▸ **PROBLEM**: The expected answer is the set of lines in the data below between the line holding "filename src/config.rs" and the line holding "Default per-step timeout (milliseconds)", inclusive, written out exactly.

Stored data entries
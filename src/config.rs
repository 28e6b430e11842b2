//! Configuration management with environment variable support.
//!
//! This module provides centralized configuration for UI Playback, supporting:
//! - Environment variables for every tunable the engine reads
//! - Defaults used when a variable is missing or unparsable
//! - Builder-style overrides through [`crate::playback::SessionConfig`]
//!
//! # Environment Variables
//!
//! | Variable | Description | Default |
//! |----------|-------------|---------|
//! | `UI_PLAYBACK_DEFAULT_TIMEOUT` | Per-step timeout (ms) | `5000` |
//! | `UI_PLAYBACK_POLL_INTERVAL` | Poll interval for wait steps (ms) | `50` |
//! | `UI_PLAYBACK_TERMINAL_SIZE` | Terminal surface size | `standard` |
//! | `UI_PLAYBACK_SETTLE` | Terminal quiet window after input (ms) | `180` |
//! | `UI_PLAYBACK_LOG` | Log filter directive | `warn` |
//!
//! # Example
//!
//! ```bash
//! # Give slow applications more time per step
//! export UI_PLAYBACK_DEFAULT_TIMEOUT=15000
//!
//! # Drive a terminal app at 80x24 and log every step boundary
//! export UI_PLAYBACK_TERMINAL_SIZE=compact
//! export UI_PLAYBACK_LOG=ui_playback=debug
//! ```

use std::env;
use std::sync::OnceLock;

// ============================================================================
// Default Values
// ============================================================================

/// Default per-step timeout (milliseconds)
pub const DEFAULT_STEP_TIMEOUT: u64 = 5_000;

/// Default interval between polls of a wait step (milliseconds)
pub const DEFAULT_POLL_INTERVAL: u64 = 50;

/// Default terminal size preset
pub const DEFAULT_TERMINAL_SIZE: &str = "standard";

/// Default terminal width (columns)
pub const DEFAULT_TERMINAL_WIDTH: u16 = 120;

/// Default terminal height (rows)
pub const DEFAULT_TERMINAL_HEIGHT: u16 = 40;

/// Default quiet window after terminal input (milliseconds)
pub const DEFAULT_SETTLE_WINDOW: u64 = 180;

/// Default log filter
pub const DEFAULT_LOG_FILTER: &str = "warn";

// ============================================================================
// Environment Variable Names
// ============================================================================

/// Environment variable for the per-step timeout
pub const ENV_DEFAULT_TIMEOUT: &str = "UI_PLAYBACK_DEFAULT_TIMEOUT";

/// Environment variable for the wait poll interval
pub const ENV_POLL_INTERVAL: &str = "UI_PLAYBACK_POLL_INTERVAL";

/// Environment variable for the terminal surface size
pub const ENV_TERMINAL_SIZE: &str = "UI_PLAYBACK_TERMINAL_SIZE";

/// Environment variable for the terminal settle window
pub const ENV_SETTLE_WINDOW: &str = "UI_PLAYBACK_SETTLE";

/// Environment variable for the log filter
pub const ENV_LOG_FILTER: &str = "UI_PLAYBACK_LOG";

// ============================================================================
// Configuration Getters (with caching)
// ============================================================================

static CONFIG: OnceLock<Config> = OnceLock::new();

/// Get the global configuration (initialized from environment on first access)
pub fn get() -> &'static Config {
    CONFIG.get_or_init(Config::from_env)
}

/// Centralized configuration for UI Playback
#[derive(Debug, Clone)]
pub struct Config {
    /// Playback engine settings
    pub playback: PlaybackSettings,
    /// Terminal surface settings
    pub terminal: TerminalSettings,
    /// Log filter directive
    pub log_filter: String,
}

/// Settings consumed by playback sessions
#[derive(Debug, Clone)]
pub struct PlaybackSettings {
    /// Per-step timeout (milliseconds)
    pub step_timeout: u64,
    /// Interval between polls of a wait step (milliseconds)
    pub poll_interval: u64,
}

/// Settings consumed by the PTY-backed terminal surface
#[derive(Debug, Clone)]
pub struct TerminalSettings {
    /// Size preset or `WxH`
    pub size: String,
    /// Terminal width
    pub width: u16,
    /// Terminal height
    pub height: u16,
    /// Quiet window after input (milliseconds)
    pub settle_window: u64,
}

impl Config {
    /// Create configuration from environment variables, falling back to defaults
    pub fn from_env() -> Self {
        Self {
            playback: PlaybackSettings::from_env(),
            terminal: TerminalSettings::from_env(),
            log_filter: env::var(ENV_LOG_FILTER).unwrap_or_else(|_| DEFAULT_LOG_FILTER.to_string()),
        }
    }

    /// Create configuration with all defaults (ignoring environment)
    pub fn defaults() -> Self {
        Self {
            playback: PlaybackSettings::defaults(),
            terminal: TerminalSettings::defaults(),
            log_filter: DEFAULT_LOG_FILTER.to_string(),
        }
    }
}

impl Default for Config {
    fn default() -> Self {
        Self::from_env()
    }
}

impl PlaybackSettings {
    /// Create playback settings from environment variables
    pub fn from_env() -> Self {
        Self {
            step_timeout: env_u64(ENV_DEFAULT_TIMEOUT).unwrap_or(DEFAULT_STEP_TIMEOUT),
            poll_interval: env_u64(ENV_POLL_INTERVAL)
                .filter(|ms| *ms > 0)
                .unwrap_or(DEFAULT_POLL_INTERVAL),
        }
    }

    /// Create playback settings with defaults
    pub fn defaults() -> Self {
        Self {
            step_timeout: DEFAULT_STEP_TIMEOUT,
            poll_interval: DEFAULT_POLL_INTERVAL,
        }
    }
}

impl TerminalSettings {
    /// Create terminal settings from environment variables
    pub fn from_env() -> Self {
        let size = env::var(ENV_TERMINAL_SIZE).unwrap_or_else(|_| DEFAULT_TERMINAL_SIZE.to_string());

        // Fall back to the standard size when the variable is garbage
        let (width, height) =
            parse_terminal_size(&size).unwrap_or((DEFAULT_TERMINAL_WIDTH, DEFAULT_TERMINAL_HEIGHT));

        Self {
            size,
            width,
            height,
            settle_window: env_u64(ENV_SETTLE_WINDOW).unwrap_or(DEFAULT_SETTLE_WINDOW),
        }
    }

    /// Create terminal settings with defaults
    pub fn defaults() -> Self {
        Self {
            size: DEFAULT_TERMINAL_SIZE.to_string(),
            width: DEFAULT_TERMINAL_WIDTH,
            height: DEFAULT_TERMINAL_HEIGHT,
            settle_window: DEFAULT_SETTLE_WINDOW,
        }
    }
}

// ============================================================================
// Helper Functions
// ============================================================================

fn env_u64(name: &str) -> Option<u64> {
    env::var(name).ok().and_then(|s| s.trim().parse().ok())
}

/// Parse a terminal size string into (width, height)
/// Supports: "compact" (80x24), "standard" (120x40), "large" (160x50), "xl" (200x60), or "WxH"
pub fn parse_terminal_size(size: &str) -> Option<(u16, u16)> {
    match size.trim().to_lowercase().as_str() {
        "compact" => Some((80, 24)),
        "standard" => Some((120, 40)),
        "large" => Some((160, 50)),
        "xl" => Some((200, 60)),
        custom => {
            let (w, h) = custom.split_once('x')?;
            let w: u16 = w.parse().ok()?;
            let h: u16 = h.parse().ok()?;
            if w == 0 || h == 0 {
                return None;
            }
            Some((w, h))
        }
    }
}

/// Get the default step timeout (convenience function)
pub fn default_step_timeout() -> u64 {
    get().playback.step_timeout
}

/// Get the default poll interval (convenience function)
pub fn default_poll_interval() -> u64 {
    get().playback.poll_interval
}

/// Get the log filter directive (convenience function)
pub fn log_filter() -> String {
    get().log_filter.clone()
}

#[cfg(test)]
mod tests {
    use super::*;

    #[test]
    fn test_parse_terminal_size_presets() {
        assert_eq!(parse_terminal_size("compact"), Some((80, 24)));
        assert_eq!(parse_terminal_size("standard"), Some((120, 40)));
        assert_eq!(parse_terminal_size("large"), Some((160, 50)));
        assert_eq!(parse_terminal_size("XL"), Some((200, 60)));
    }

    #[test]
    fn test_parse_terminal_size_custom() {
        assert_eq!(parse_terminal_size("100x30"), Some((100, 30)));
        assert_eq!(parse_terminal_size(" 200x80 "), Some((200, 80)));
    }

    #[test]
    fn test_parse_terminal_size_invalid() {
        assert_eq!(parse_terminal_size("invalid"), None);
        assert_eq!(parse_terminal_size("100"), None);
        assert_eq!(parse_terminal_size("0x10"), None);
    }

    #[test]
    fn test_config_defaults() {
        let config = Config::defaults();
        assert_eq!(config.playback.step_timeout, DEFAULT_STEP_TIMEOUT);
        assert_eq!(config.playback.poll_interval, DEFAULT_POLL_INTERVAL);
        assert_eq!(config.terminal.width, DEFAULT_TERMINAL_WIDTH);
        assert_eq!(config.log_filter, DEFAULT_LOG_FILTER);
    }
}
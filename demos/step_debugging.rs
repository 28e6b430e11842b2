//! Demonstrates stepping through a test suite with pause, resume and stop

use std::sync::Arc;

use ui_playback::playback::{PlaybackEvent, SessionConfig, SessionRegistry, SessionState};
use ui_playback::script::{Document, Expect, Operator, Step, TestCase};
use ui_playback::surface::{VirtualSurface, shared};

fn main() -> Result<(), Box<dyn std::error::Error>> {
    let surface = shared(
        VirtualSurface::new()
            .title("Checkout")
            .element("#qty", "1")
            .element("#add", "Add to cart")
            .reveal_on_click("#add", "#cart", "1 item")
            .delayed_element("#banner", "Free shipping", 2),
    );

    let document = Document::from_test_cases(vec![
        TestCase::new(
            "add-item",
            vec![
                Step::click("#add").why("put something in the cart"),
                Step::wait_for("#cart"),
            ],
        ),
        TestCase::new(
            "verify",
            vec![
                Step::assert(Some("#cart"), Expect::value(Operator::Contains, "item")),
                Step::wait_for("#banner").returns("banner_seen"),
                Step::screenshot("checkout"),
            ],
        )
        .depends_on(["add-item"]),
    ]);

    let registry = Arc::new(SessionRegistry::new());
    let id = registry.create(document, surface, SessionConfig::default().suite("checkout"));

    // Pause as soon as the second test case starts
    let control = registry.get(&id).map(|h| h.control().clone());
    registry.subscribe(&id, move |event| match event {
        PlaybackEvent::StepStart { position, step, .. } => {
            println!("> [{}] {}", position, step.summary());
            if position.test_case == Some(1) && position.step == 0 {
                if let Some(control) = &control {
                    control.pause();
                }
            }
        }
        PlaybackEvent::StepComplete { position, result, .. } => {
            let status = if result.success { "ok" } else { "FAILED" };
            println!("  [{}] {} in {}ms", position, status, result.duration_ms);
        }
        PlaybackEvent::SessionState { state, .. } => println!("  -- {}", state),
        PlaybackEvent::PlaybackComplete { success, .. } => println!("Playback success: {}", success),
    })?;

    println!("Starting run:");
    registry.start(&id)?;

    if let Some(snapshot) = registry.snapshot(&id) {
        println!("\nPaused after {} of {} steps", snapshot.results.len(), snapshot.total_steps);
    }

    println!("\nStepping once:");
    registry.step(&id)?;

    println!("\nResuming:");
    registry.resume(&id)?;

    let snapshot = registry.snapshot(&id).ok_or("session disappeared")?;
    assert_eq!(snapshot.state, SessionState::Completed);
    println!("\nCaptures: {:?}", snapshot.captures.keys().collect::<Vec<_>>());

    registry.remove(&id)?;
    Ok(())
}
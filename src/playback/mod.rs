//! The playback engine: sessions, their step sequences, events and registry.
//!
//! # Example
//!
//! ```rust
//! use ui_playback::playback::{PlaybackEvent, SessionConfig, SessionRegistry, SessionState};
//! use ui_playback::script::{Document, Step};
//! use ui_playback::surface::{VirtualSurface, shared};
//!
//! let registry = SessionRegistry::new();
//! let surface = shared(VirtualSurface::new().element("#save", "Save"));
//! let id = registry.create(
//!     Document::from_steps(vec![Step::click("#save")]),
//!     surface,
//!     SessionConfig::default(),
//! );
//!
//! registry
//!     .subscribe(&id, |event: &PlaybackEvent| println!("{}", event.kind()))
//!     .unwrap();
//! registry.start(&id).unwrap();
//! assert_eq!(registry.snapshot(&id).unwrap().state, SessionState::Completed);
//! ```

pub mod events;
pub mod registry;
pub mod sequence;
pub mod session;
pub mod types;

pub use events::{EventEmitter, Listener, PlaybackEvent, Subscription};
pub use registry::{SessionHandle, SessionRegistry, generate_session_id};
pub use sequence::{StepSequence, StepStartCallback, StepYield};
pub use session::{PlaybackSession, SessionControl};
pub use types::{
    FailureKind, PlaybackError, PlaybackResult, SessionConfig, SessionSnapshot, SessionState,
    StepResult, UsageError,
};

...

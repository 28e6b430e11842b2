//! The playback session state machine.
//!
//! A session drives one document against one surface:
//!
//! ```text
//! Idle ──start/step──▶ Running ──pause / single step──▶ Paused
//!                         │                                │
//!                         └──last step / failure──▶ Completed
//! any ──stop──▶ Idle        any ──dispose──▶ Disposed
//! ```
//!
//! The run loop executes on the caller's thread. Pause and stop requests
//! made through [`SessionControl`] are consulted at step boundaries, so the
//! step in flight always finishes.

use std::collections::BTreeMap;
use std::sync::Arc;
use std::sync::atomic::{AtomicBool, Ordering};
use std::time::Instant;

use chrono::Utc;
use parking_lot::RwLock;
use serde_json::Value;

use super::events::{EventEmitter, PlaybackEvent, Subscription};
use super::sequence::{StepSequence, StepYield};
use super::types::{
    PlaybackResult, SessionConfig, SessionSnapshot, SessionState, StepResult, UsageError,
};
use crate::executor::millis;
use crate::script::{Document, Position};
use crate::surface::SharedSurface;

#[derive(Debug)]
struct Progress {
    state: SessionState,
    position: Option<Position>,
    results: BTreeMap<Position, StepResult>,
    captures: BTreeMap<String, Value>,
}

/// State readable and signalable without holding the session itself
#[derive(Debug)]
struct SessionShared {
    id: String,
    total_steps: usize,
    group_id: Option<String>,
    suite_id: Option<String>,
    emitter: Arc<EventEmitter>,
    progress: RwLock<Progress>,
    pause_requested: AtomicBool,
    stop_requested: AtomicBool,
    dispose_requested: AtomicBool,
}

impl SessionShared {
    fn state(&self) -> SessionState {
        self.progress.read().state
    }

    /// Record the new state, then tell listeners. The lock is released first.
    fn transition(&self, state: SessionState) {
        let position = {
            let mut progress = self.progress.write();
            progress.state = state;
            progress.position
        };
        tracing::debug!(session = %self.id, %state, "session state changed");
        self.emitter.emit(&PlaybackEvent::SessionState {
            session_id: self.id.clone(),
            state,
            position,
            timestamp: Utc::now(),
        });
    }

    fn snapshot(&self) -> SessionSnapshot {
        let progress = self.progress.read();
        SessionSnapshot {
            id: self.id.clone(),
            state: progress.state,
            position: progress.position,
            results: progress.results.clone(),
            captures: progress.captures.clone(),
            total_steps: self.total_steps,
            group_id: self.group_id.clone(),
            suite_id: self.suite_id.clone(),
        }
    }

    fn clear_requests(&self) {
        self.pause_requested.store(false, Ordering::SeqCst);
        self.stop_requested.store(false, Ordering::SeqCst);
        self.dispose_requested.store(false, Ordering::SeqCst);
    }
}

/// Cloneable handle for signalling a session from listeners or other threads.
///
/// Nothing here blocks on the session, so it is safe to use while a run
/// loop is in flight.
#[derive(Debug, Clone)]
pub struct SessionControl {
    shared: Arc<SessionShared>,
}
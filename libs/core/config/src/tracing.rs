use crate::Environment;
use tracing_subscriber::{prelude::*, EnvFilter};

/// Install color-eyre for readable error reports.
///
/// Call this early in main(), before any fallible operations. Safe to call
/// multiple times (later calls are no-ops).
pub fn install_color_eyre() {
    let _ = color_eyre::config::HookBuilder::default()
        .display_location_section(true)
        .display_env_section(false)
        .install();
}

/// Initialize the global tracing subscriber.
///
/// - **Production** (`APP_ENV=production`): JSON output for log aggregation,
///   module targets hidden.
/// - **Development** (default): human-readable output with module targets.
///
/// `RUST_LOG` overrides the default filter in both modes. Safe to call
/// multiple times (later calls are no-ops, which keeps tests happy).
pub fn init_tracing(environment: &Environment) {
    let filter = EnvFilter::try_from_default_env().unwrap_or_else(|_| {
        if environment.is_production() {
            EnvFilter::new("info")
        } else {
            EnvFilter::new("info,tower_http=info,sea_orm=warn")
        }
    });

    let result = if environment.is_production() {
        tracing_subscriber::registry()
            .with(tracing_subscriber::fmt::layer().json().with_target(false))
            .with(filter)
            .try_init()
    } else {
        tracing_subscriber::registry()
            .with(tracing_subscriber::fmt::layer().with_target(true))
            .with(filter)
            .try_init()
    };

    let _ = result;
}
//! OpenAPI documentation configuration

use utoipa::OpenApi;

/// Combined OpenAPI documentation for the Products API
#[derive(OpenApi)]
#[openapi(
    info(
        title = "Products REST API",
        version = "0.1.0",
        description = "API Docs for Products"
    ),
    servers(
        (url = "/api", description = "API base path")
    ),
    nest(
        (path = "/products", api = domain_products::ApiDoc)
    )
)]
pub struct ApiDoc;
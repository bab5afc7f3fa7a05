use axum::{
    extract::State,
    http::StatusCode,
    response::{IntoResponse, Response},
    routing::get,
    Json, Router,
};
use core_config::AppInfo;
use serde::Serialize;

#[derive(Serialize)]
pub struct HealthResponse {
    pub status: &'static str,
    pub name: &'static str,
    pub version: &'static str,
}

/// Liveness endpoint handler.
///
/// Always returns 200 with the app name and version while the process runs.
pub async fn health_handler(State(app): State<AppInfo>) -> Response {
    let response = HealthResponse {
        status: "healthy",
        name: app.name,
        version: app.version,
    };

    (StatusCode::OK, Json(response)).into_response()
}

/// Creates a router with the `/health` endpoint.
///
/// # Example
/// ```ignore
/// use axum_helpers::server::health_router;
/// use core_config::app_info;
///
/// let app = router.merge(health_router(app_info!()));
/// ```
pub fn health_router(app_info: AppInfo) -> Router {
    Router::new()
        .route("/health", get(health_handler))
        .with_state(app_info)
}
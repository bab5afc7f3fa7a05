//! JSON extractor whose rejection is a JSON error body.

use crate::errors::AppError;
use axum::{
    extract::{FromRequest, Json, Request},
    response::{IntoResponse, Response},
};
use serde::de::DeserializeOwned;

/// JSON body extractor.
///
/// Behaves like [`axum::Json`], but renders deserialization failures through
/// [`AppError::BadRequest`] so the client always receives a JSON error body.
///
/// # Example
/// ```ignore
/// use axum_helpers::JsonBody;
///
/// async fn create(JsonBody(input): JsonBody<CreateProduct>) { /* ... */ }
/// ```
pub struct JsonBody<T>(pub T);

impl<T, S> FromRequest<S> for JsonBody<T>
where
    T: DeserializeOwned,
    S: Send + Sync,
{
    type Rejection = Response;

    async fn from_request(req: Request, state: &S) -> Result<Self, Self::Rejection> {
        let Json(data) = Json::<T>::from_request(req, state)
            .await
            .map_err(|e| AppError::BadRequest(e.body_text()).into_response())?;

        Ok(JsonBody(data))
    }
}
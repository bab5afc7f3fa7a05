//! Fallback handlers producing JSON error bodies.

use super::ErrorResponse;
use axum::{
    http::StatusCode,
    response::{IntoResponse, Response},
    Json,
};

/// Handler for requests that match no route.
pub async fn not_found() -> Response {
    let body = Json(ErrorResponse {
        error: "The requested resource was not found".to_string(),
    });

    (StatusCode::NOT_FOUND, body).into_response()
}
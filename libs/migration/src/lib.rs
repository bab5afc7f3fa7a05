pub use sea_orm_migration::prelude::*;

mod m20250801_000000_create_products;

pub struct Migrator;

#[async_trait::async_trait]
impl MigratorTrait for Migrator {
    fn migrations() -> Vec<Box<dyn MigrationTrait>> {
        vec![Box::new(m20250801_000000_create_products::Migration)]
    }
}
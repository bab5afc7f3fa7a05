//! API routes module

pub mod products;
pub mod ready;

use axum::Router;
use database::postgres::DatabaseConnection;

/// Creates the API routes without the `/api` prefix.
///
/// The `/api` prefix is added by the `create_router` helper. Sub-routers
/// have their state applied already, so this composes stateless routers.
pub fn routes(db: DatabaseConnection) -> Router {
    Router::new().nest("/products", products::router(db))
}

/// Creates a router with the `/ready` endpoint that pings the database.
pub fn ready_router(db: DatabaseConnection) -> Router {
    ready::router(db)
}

▸ **RESULT OF THIS EXERCISE**:
filename src/config.rs
repository 28e6b430e11842b2
//! Configuration management with environment variable support.
//!
//! This module provides centralized configuration for UI Playback, supporting:
//! - Environment variables for every tunable the engine reads
//! - Defaults used when a variable is missing or unparsable
//! - Builder-style overrides through [`crate::playback::SessionConfig`]
//!
//! # Environment Variables
//!
//! | Variable | Description | Default |
//! |----------|-------------|---------|
//! | `UI_PLAYBACK_DEFAULT_TIMEOUT` | Per-step timeout (ms) | `5000` |
//! | `UI_PLAYBACK_POLL_INTERVAL` | Poll interval for wait steps (ms) | `50` |
//! | `UI_PLAYBACK_TERMINAL_SIZE` | Terminal surface size | `standard` |
//! | `UI_PLAYBACK_SETTLE` | Terminal quiet window after input (ms) | `180` |
//! | `UI_PLAYBACK_LOG` | Log filter directive | `warn` |
//!
//! # Example
//!
//! ```bash
//! # Give slow applications more time per step
//! export UI_PLAYBACK_DEFAULT_TIMEOUT=15000
//!
//! # Drive a terminal app at 80x24 and log every step boundary
//! export UI_PLAYBACK_TERMINAL_SIZE=compact
//! export UI_PLAYBACK_LOG=ui_playback=debug
//! ```

use std::env;
use std::sync::OnceLock;

// ============================================================================
// Default Values
// ============================================================================

/// Default per-step timeout (milliseconds)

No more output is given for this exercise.